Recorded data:
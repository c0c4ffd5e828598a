//! Routing engine configuration
//!
//! All runtime switches of the engine live here and are handed to the
//! routers at construction time. There is no process-wide mutable flag:
//! turning routing off for one engine instance never affects another.
//!
//! Configuration can be built in code from [`Default`] or loaded from TOML:
//!
//! ```
//! use rvoip_routing_engine::config::RoutingEngineConfig;
//!
//! let config = RoutingEngineConfig::from_toml_str(r#"
//!     [router]
//!     routing_enabled = true
//!     assign_to_last_agent = false
//!     max_matches_per_event = 16
//!
//!     [queues]
//!     max_steps_per_queue = 5
//!     default_service_level_threshold_secs = 20
//!
//!     [timers]
//!     min_escalation_secs = 1
//!
//!     [logging]
//!     level = "debug"
//!     json = false
//! "#).unwrap();
//!
//! assert_eq!(config.queues.max_steps_per_queue, 5);
//! ```

use std::path::Path;

use serde::{Deserialize, Serialize};

use crate::error::{Result, RoutingError};
use crate::logging::LoggingConfig;

/// Hard ceiling on steps per precision queue
pub const MAX_STEPS_PER_QUEUE: usize = 10;

/// Top-level routing engine configuration
#[derive(Debug, Clone, Default, Serialize, Deserialize)]
#[serde(default)]
pub struct RoutingEngineConfig {
    /// Task router behaviour
    pub router: RouterConfig,

    /// Precision queue limits and defaults
    pub queues: QueueConfig,

    /// Step-escalation timer settings
    pub timers: TimerConfig,

    /// Logging setup used by [`crate::logging::setup_logging`]
    pub logging: LoggingConfig,
}

/// Task router configuration
///
/// # Examples
///
/// ```
/// use rvoip_routing_engine::config::RouterConfig;
///
/// let config = RouterConfig::default();
/// assert!(config.routing_enabled);
/// assert!(!config.assign_to_last_agent);
/// ```
#[derive(Debug, Clone, Serialize, Deserialize)]
#[serde(default)]
pub struct RouterConfig {
    /// When false, routers keep their per-task bookkeeping (timers,
    /// escalation) but never attempt a match
    pub routing_enabled: bool,

    /// Prefer the agent that last handled the task's conversation when it is
    /// eligible at one of the task's current steps and available
    pub assign_to_last_agent: bool,

    /// Upper bound on reservations committed while handling one event
    ///
    /// A router keeps matching the new head after a successful reservation
    /// until the head cannot be matched or this bound is reached.
    pub max_matches_per_event: usize,
}

/// Precision queue configuration
#[derive(Debug, Clone, Serialize, Deserialize)]
#[serde(default)]
pub struct QueueConfig {
    /// Maximum number of steps a queue may hold (never above
    /// [`MAX_STEPS_PER_QUEUE`])
    pub max_steps_per_queue: usize,

    /// Service-level threshold applied to queues created without one
    pub default_service_level_threshold_secs: u64,
}

/// Step-escalation timer configuration
#[derive(Debug, Clone, Serialize, Deserialize)]
#[serde(default)]
pub struct TimerConfig {
    /// Lower bound applied to a positive step timeout when arming
    pub min_escalation_secs: u64,
}

impl Default for RouterConfig {
    fn default() -> Self {
        Self {
            routing_enabled: true,
            assign_to_last_agent: false,
            max_matches_per_event: 32,
        }
    }
}

impl Default for QueueConfig {
    fn default() -> Self {
        Self {
            max_steps_per_queue: MAX_STEPS_PER_QUEUE,
            default_service_level_threshold_secs: 30,
        }
    }
}

impl Default for TimerConfig {
    fn default() -> Self {
        Self {
            min_escalation_secs: 1,
        }
    }
}

impl RoutingEngineConfig {
    /// Parse a configuration from a TOML document
    ///
    /// Missing sections and fields fall back to their defaults. The parsed
    /// configuration is validated before it is returned.
    pub fn from_toml_str(input: &str) -> Result<Self> {
        let config: Self = toml::from_str(input)
            .map_err(|e| RoutingError::configuration(format!("invalid TOML: {}", e)))?;
        config.validate()?;
        Ok(config)
    }

    /// Load and validate a configuration file
    pub fn from_file(path: impl AsRef<Path>) -> Result<Self> {
        let path = path.as_ref();
        let contents = std::fs::read_to_string(path).map_err(|e| {
            RoutingError::configuration(format!("cannot read {}: {}", path.display(), e))
        })?;
        Self::from_toml_str(&contents)
    }

    /// Validate the configuration
    pub fn validate(&self) -> Result<()> {
        if self.queues.max_steps_per_queue == 0 {
            return Err(RoutingError::configuration(
                "max_steps_per_queue must be at least 1",
            ));
        }
        if self.queues.max_steps_per_queue > MAX_STEPS_PER_QUEUE {
            return Err(RoutingError::configuration(format!(
                "max_steps_per_queue {} exceeds the limit of {}",
                self.queues.max_steps_per_queue, MAX_STEPS_PER_QUEUE
            )));
        }
        if self.router.max_matches_per_event == 0 {
            return Err(RoutingError::configuration(
                "max_matches_per_event must be at least 1",
            ));
        }
        self.logging.level_filter()?;
        Ok(())
    }
}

## PROBLEM DETAILS
Each of the records is to be written out again exactly.

## WRITTEN ANSWER
repository c0c4ffd5e828598a
//! Routing engine configuration
//!
//! All runtime switches of the engine live here and are handed to the
//! routers at construction time. There is no process-wide mutable flag:
//! turning routing off for one engine instance never affects another.
//!
//! Configuration can be built in code from [`Default`] or loaded from TOML:
//!
//! ```
//! use rvoip_routing_engine::config::RoutingEngineConfig;
//!
//! let config = RoutingEngineConfig::from_toml_str(r#"
//!     [router]
//!     routing_enabled = true
//!     assign_to_last_agent = false
//!     max_matches_per_event = 16
//!
//!     [queues]
//!     max_steps_per_queue = 5
//!     default_service_level_threshold_secs = 20
//!
//!     [timers]
//!     min_escalation_secs = 1
//!
//!     [logging]
//!     level = "debug"
//!     json = false
//! "#).unwrap();
//!
//! assert_eq!(config.queues.max_steps_per_queue, 5);
//! ```

use std::path::Path;

use serde::{Deserialize, Serialize};

use crate::error::{Result, RoutingError};
use crate::logging::LoggingConfig;

/// Hard ceiling on steps per precision queue
pub const MAX_STEPS_PER_QUEUE: usize = 10;

/// Top-level routing engine configuration
#[derive(Debug, Clone, Default, Serialize, Deserialize)]
#[serde(default)]
pub struct RoutingEngineConfig {
    /// Task router behaviour
    pub router: RouterConfig,

    /// Precision queue limits and defaults
    pub queues: QueueConfig,

    /// Step-escalation timer settings
    pub timers: TimerConfig,

    /// Logging setup used by [`crate::logging::setup_logging`]
    pub logging: LoggingConfig,
}

/// Task router configuration
///
/// # Examples
///
/// ```
/// use rvoip_routing_engine::config::RouterConfig;
///
/// let config = RouterConfig::default();
/// assert!(config.routing_enabled);
/// assert!(!config.assign_to_last_agent);
/// ```
#[derive(Debug, Clone, Serialize, Deserialize)]
#[serde(default)]
pub struct RouterConfig {
    /// When false, routers keep their per-task bookkeeping (timers,
    /// escalation) but never attempt a match
    pub routing_enabled: bool,

    /// Prefer the agent that last handled the task's conversation when it is
    /// eligible at one of the task's current steps and available
    pub assign_to_last_agent: bool,

    /// Upper bound on reservations committed while handling one event
    ///
    /// A router keeps matching the new head after a successful reservation
    /// until the head cannot be matched or this bound is reached.
    pub max_matches_per_event: usize,
}

/// Precision queue configuration
#[derive(Debug, Clone, Serialize, Deserialize)]
#[serde(default)]
pub struct QueueConfig {
    /// Maximum number of steps a queue may hold (never above
    /// [`MAX_STEPS_PER_QUEUE`])
    pub max_steps_per_queue: usize,

    /// Service-level threshold applied to queues created without one
    pub default_service_level_threshold_secs: u64,
}

/// Step-escalation timer configuration
#[derive(Debug, Clone, Serialize, Deserialize)]
#[serde(default)]
pub struct TimerConfig {
    /// Lower bound applied to a positive step timeout when arming
    pub min_escalation_secs: u64,
}

impl Default for RouterConfig {
    fn default() -> Self {
        Self {
            routing_enabled: true,
            assign_to_last_agent: false,
            max_matches_per_event: 32,
        }
    }
}

impl Default for QueueConfig {
    fn default() -> Self {
        Self {
            max_steps_per_queue: MAX_STEPS_PER_QUEUE,
            default_service_level_threshold_secs: 30,
        }
    }
}

impl Default for TimerConfig {
    fn default() -> Self {
        Self {
            min_escalation_secs: 1,
        }
    }
}

impl RoutingEngineConfig {
    /// Parse a configuration from a TOML document
    ///
    /// Missing sections and fields fall back to their defaults. The parsed
    /// configuration is validated before it is returned.
    pub fn from_toml_str(input: &str) -> Result<Self> {
        let config: Self = toml::from_str(input)
            .map_err(|e| RoutingError::configuration(format!("invalid TOML: {}", e)))?;
        config.validate()?;
        Ok(config)
    }

    /// Load and validate a configuration file
    pub fn from_file(path: impl AsRef<Path>) -> Result<Self> {
        let path = path.as_ref();
        let contents = std::fs::read_to_string(path).map_err(|e| {
            RoutingError::configuration(format!("cannot read {}: {}", path.display(), e))
        })?;
        Self::from_toml_str(&contents)
    }

    /// Validate the configuration
    pub fn validate(&self) -> Result<()> {
        if self.queues.max_steps_per_queue == 0 {
            return Err(RoutingError::configuration(
                "max_steps_per_queue must be at least 1",
            ));
        }
        if self.queues.max_steps_per_queue > MAX_STEPS_PER_QUEUE {
            return Err(RoutingError::configuration(format!(
                "max_steps_per_queue {} exceeds the limit of {}",
                self.queues.max_steps_per_queue, MAX_STEPS_PER_QUEUE
            )));
        }
        if self.router.max_matches_per_event == 0 {
            return Err(RoutingError::configuration(
                "max_matches_per_event must be at least 1",
            ));
        }
        self.logging.level_filter()?;
        Ok(())
    }
}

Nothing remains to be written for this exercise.